Saved data entries:
//! Checkout route handlers

use axum::{
    extract::{rejection::JsonRejection, State},
    Json,
};

use crate::checkout::{self, CheckoutQuote, QuoteRequest};
use crate::error::Result;
use crate::AppState;

use super::ApiResponse;

/// Price a prospective order for a postcode and optional promo
pub async fn quote(
    State(state): State<AppState>,
    body: std::result::Result<Json<QuoteRequest>, JsonRejection>,
) -> Result<Json<ApiResponse<CheckoutQuote>>> {
    let Json(req) = body?;
    let quote = checkout::quote(state.locations.as_ref(), state.promos.as_ref(), req).await?;

    Ok(Json(ApiResponse::ok(quote)))
}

▶ [REQUIRED WORK]: Where a line above contains the word "AppState", copy that line.

▶ [FINISHED EXERCISE]:
use crate::AppState;
    State(state): State<AppState>,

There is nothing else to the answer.